Barry LundquistBarry Lundquist, right, the CDA president, said in an interview that PPACA has had a major effect in the market since the last awareness month campaign.

"It is the giant gorilla in the room," Lundquist said. "It's used up all of the employers' energy and resources."

The pipeline of new group disability insurance prospects shrank as employers focused on understanding and responding to PPACA, Lundquist said.

In some cases, Lundquist said, employers worried about the effects of PPACA-compliant plans' higher out-of-pocket cost levels have wanted to add benefits to ease the sting.

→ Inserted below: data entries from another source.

//! Discrete input events.
//!
//! Continuous controls flow through the pipeline as their raw values (`bool`, `f32`,
//! [`Vec2`](crate::devices::gamepad::Vec2), ...). Edge nodes such as
//! [`pressed`](crate::InputSourceExt::pressed) turn them into [`InputEvent`]s: small,
//! timestamped facts about *when* something happened.
//!
//! ## Conventions
//! - **Buttons:** `true` is down. Edges are computed against the last value the node saw,
//!   so a press followed by a release within one frame still yields a press event.
//! - **Timestamps:** read from the clock of the context the node is connected to when the
//!   event is emitted. For [`EdgeKind::Held`] this is the expiry time of the hold.

use crate::time::TimePoint;
use serde::{Deserialize, Serialize};
use std::fmt;

/// What happened.
#[derive(Clone, Copy, Debug, PartialEq, Eq, Hash, Serialize, Deserialize)]
pub enum EdgeKind {
    /// A button went from up to down.
    Pressed,

    /// A button went from down to up.
    Released,

    /// A button stayed down for the configured duration.
    Held,
}

impl fmt::Display for EdgeKind {
    fn fmt(&self, f: &mut fmt::Formatter<'_>) -> fmt::Result {
        let name = match self {
            EdgeKind::Pressed => "pressed",
            EdgeKind::Released => "released",
            EdgeKind::Held => "held",
        };
        f.write_str(name)
    }
}

/// Timestamped edge emitted by the edge nodes.
#[derive(Clone, Copy, Debug, PartialEq, Eq, Hash, Serialize, Deserialize)]
pub struct InputEvent {
    /// Time of the edge, in the connected context's clock.
    pub at: TimePoint,
    /// The edge itself.
    pub kind: EdgeKind,
}

impl InputEvent {
    #[inline]
    pub fn new(kind: EdgeKind, at: TimePoint) -> Self {
        Self { at, kind }
    }
}

impl fmt::Display for InputEvent {
    fn fmt(&self, f: &mut fmt::Formatter<'_>) -> fmt::Result {
        write!(f, "{} @ {}", self.kind, self.at)
    }
}
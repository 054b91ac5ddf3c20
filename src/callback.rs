//! Reentrant multicast callback registry.
//!
//! A [`CallbackRegistry`] stores `(function, state)` pairs and invokes them in registration
//! order. It is the low-level dispatch primitive behind raw stream subscriptions: functions
//! are plain `fn` pointers and the state is an opaque shared handle, so registering a
//! callback never captures an environment.
//!
//! # Contract
//! - The same pair may be registered several times; it runs once per registration.
//! - [`CallbackRegistry::invoke`] snapshots the entry count when it starts and only
//!   dispatches that many entries. Entries added by a callback run on the *next* invoke.
//! - Entries removed by a callback take effect immediately for entries not reached yet.
//! - Removing a pair that is not registered, or removing from an empty registry, is a no-op.
//!
//! Removal picks the first matching registration. During an invoke, registrations the
//! dispatch has not reached yet are searched first, so a callback that removes itself stops
//! its own duplicates from running again in the same invoke.

use crate::error::{Error, Result};
use std::any::Any;
use std::cell::{Cell, RefCell};
use std::fmt;
use std::rc::Rc;

/// Signature of a registered function: the dispatched argument plus the registration state.
pub type CallbackFn<A, S> = fn(&A, &S);

/// One `(function, state)` registration.
///
/// Two callbacks are equal when they point at the same function and the same state
/// allocation.
pub struct Callback<A, S: ?Sized = dyn Any> {
    func: Option<CallbackFn<A, S>>,
    state: Rc<S>,
}

impl<A, S: ?Sized> Callback<A, S> {
    pub fn new(func: CallbackFn<A, S>, state: Rc<S>) -> Self {
        Self {
            func: Some(func),
            state,
        }
    }

    /// Build a callback from a possibly missing function, e.g. one received through a
    /// foreign interface. A callback without a function is rejected by
    /// [`CallbackRegistry::add`].
    pub fn from_parts(func: Option<CallbackFn<A, S>>, state: Rc<S>) -> Self {
        Self { func, state }
    }

    #[inline]
    pub fn state(&self) -> &Rc<S> {
        &self.state
    }

    #[inline]
    pub fn is_valid(&self) -> bool {
        self.func.is_some()
    }

    #[inline]
    fn call(&self, arg: &A) {
        if let Some(func) = self.func {
            func(arg, &self.state);
        }
    }
}

impl<A, S: ?Sized> Clone for Callback<A, S> {
    fn clone(&self) -> Self {
        Self {
            func: self.func,
            state: Rc::clone(&self.state),
        }
    }
}

impl<A, S: ?Sized> PartialEq for Callback<A, S> {
    fn eq(&self, other: &Self) -> bool {
        self.func.map(|f| f as usize) == other.func.map(|f| f as usize)
            && Rc::ptr_eq(&self.state, &other.state)
    }
}

impl<A, S: ?Sized> Eq for Callback<A, S> {}

impl<A, S: ?Sized> fmt::Debug for Callback<A, S> {
    fn fmt(&self, f: &mut fmt::Formatter<'_>) -> fmt::Result {
        f.debug_struct("Callback")
            .field("func", &self.func.map(|f| f as usize as *const ()))
            .field("state", &Rc::as_ptr(&self.state).cast::<()>())
            .finish()
    }
}

struct Registry<A, S: ?Sized> {
    entries: RefCell<Vec<Option<Callback<A, S>>>>,
    live: Cell<usize>,
    tombstones: Cell<usize>,
    depth: Cell<usize>,
    // Index being dispatched by the innermost invoke.
    cursor: Cell<Option<usize>>,
}

/// Multicast registry of [`Callback`]s. Clones share the same registry.
pub struct CallbackRegistry<A, S: ?Sized = dyn Any> {
    inner: Rc<Registry<A, S>>,
}

impl<A, S: ?Sized> Clone for CallbackRegistry<A, S> {
    fn clone(&self) -> Self {
        Self {
            inner: Rc::clone(&self.inner),
        }
    }
}

impl<A, S: ?Sized> Default for CallbackRegistry<A, S> {
    fn default() -> Self {
        Self::new()
    }
}

impl<A, S: ?Sized> CallbackRegistry<A, S> {
    pub fn new() -> Self {
        Self {
            inner: Rc::new(Registry {
                entries: RefCell::new(Vec::new()),
                live: Cell::new(0),
                tombstones: Cell::new(0),
                depth: Cell::new(0),
                cursor: Cell::new(None),
            }),
        }
    }

    /// Number of live registrations.
    pub fn len(&self) -> usize {
        self.inner.live.get()
    }

    pub fn is_empty(&self) -> bool {
        self.inner.live.get() == 0
    }

    /// Registered callbacks in dispatch order.
    pub fn invocation_list(&self) -> Vec<Callback<A, S>> {
        self.inner
            .entries
            .borrow()
            .iter()
            .flatten()
            .cloned()
            .collect()
    }

    /// Append a registration.
    ///
    /// # Errors
    /// [`Error::InvalidCallback`] if the callback has no function.
    pub fn add(&self, callback: Callback<A, S>) -> Result<()> {
        if !callback.is_valid() {
            return Err(Error::InvalidCallback);
        }
        self.inner.entries.borrow_mut().push(Some(callback));
        self.inner.live.set(self.inner.live.get() + 1);
        Ok(())
    }

    /// Remove one registration of `callback`. Returns whether anything was removed.
    pub fn remove(&self, callback: &Callback<A, S>) -> bool {
        let mut entries = self.inner.entries.borrow_mut();
        let matches = |slot: &Option<Callback<A, S>>| slot.as_ref() == Some(callback);

        let index = match self.inner.cursor.get() {
            Some(cursor) if self.inner.depth.get() > 0 => entries
                .iter()
                .skip(cursor + 1)
                .position(matches)
                .map(|offset| cursor + 1 + offset)
                .or_else(|| entries.iter().take(cursor + 1).position(matches)),
            _ => entries.iter().position(matches),
        };
        let Some(index) = index else {
            return false;
        };

        if self.inner.depth.get() > 0 {
            entries[index] = None;
            self.inner.tombstones.set(self.inner.tombstones.get() + 1);
        } else {
            entries.remove(index);
        }
        self.inner.live.set(self.inner.live.get() - 1);
        true
    }

    /// Drop every registration.
    pub fn clear(&self) {
        let mut entries = self.inner.entries.borrow_mut();
        if self.inner.depth.get() > 0 {
            let cleared = entries.iter_mut().filter(|slot| slot.is_some()).count();
            entries.iter_mut().for_each(|slot| *slot = None);
            self.inner
                .tombstones
                .set(self.inner.tombstones.get() + cleared);
        } else {
            entries.clear();
        }
        self.inner.live.set(0);
    }

    /// Call every registration present when the invoke starts, in registration order.
    pub fn invoke(&self, arg: &A) {
        let count = self.inner.entries.borrow().len();
        let guard = InvokeGuard::enter(&self.inner);
        for index in 0..count {
            guard.at(index);
            let callback = self.inner.entries.borrow().get(index).cloned().flatten();
            if let Some(callback) = callback {
                callback.call(arg);
            }
        }
    }
}

impl<A, S: ?Sized> fmt::Debug for CallbackRegistry<A, S> {
    fn fmt(&self, f: &mut fmt::Formatter<'_>) -> fmt::Result {
        f.debug_struct("CallbackRegistry")
            .field("len", &self.len())
            .finish()
    }
}

struct InvokeGuard<'a, A, S: ?Sized> {
    inner: &'a Registry<A, S>,
    saved_cursor: Option<usize>,
}

impl<'a, A, S: ?Sized> InvokeGuard<'a, A, S> {
    fn enter(inner: &'a Registry<A, S>) -> Self {
        inner.depth.set(inner.depth.get() + 1);
        Self {
            inner,
            saved_cursor: inner.cursor.get(),
        }
    }

    fn at(&self, index: usize) {
        self.inner.cursor.set(Some(index));
    }
}

impl<A, S: ?Sized> Drop for InvokeGuard<'_, A, S> {
    fn drop(&mut self) {
        let depth = self.inner.depth.get() - 1;
        self.inner.depth.set(depth);
        self.inner.cursor.set(self.saved_cursor);
        if depth == 0 && self.inner.tombstones.get() > 0 {
            if let Ok(mut entries) = self.inner.entries.try_borrow_mut() {
                entries.retain(Option::is_some);
                self.inner.tombstones.set(0);
            }
        }
    }
}

#[cfg(test)]
mod tests {
    use super::*;

    #[derive(Default)]
    struct Spy {
        calls: Cell<usize>,
        registry: RefCell<Option<CallbackRegistry<i32, Spy>>>,
        this: RefCell<Option<Callback<i32, Spy>>>,
    }

    fn count(_: &i32, spy: &Spy) {
        spy.calls.set(spy.calls.get() + 1);
    }

    fn add_self(_: &i32, spy: &Spy) {
        spy.calls.set(spy.calls.get() + 1);
        let registry = spy.registry.borrow().clone();
        let this = spy.this.borrow().clone();
        if let (Some(registry), Some(this)) = (registry, this) {
            registry.add(this).unwrap();
        }
    }

    fn remove_self(_: &i32, spy: &Spy) {
        spy.calls.set(spy.calls.get() + 1);
        let registry = spy.registry.borrow().clone();
        let this = spy.this.borrow().clone();
        if let (Some(registry), Some(this)) = (registry, this) {
            registry.remove(&this);
        }
    }

    fn wired(func: CallbackFn<i32, Spy>) -> (CallbackRegistry<i32, Spy>, Rc<Spy>, Callback<i32, Spy>) {
        let registry = CallbackRegistry::new();
        let spy = Rc::new(Spy::default());
        let callback = Callback::new(func, spy.clone());
        *spy.registry.borrow_mut() = Some(registry.clone());
        *spy.this.borrow_mut() = Some(callback.clone());
        (registry, spy, callback)
    }

    #[test]
    fn duplicate_registrations_run_once_each() {
        let registry = CallbackRegistry::<i32, Spy>::new();
        let spy = Rc::new(Spy::default());
        let callback = Callback::new(count, spy.clone());
        registry.add(callback.clone()).unwrap();
        registry.add(callback).unwrap();
        registry.invoke(&0);
        assert_eq!(spy.calls.get(), 2);
    }

    #[test]
    fn missing_function_is_rejected() {
        let registry = CallbackRegistry::<i32, Spy>::new();
        let callback = Callback::from_parts(None, Rc::new(Spy::default()));
        assert!(matches!(registry.add(callback), Err(Error::InvalidCallback)));
        assert!(registry.is_empty());
    }

    #[test]
    fn removing_absent_entries_is_a_no_op() {
        let registry = CallbackRegistry::<i32, Spy>::new();
        let callback = Callback::new(count, Rc::new(Spy::default()));
        assert!(!registry.remove(&callback));
        registry.add(callback.clone()).unwrap();
        let other = Callback::new(count, Rc::new(Spy::default()));
        assert!(!registry.remove(&other));
        assert_eq!(registry.len(), 1);
    }

    #[test]
    fn equality_needs_same_function_and_state() {
        let state = Rc::new(Spy::default());
        let a = Callback::new(count, state.clone());
        assert_eq!(a, Callback::new(count, state.clone()));
        assert_ne!(a, Callback::new(add_self, state));
        assert_ne!(a, Callback::new(count, Rc::new(Spy::default())));
    }

    #[test]
    fn added_during_invoke_runs_next_time() {
        let (registry, spy, callback) = wired(add_self);
        registry.add(callback).unwrap();

        registry.invoke(&0);
        assert_eq!(spy.calls.get(), 1);
        assert_eq!(registry.len(), 2);

        registry.invoke(&0);
        assert_eq!(spy.calls.get(), 3);
    }

    #[test]
    fn removing_self_during_invoke_skips_own_duplicate() {
        let (registry, spy, callback) = wired(remove_self);
        registry.add(callback.clone()).unwrap();
        registry.add(callback).unwrap();

        registry.invoke(&0);
        assert_eq!(spy.calls.get(), 1);
        assert_eq!(registry.len(), 1);

        registry.invoke(&0);
        assert_eq!(spy.calls.get(), 2);
        assert!(registry.is_empty());
    }

    #[test]
    fn removing_an_unreached_entry_takes_effect_immediately() {
        let registry = CallbackRegistry::<i32, Spy>::new();
        let counted = Rc::new(Spy::default());
        let victim = Callback::new(count, counted.clone());

        let remover_state = Rc::new(Spy::default());
        *remover_state.registry.borrow_mut() = Some(registry.clone());
        *remover_state.this.borrow_mut() = Some(victim.clone());
        registry.add(Callback::new(remove_self, remover_state)).unwrap();
        registry.add(victim).unwrap();

        registry.invoke(&0);
        assert_eq!(counted.calls.get(), 0);
        assert_eq!(registry.len(), 1);
    }
}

But, because employers are uncertain about the future and afraid of increasing their benefits budgets, they have mostly added voluntary, employee-paid disability benefits, not employer-paid benefits, Lundquist said.

Now that the PPACA dust is starting to settle, employers may start to think more about benefits other than medical insurance, Lundquist said.

The CDA is conducting its annual disability claims survey, and it's also preparing to do a sequel to a consumer survey it conducted four years ago.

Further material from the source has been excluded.